Alternative and complimentary medicine websites make false claims about celiac disease and noncebiac gluten sensitivity (NCGS) that may harm patients. A study published this month analyzed celiac disease and NCGS claims made by 500 websites of practitioners in 10 U.S. cities, including those of chiropractors, naturopaths, homeopaths, acupuncturists, and integrative medicine practitioners. The American Journal of Gastroenterology
Claims were classified as true, false, or unproven. Of 232 claims made by the practitioners, 138 of them were classified as false or unproven – nearly 60% of all claims. These claims were most often advertising techniques for diagnosing and treating celiac disease and NCGS.
Diagnosis and treatment tools for both celiac disease and NCGS are not always readily available from conventional doctors, and therefore, patients often resort to online searches and non-physician medical practitioners to diagnose and treat their symptoms. While some of these practitioners are knowledgeable and their information scientifically based, some are not.
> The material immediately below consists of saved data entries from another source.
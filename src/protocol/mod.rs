//! Extended query wire protocol: framing, frontend encoders, backend decoder.

pub mod backend;
pub mod codec;
pub mod frontend;
pub mod types;

pub use backend::BackendMessage;
pub use types::{FormatCode, Oid, TransactionStatus};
It’s evident through the findings of this study that online claims for celiac disease and NCGS should be approached with skepticism and heavily researched before followed. The lead author of the study and director of clinical research at the Celiac Disease Center at Columbia University, Dr. Benjamin Lebwohl, was quoted by beyondceliac.org saying, “These claims can not only be a waste of patients’ time and money. They may lead to delays in diagnosis of other conditions or may promote needlessly restrictive diets.”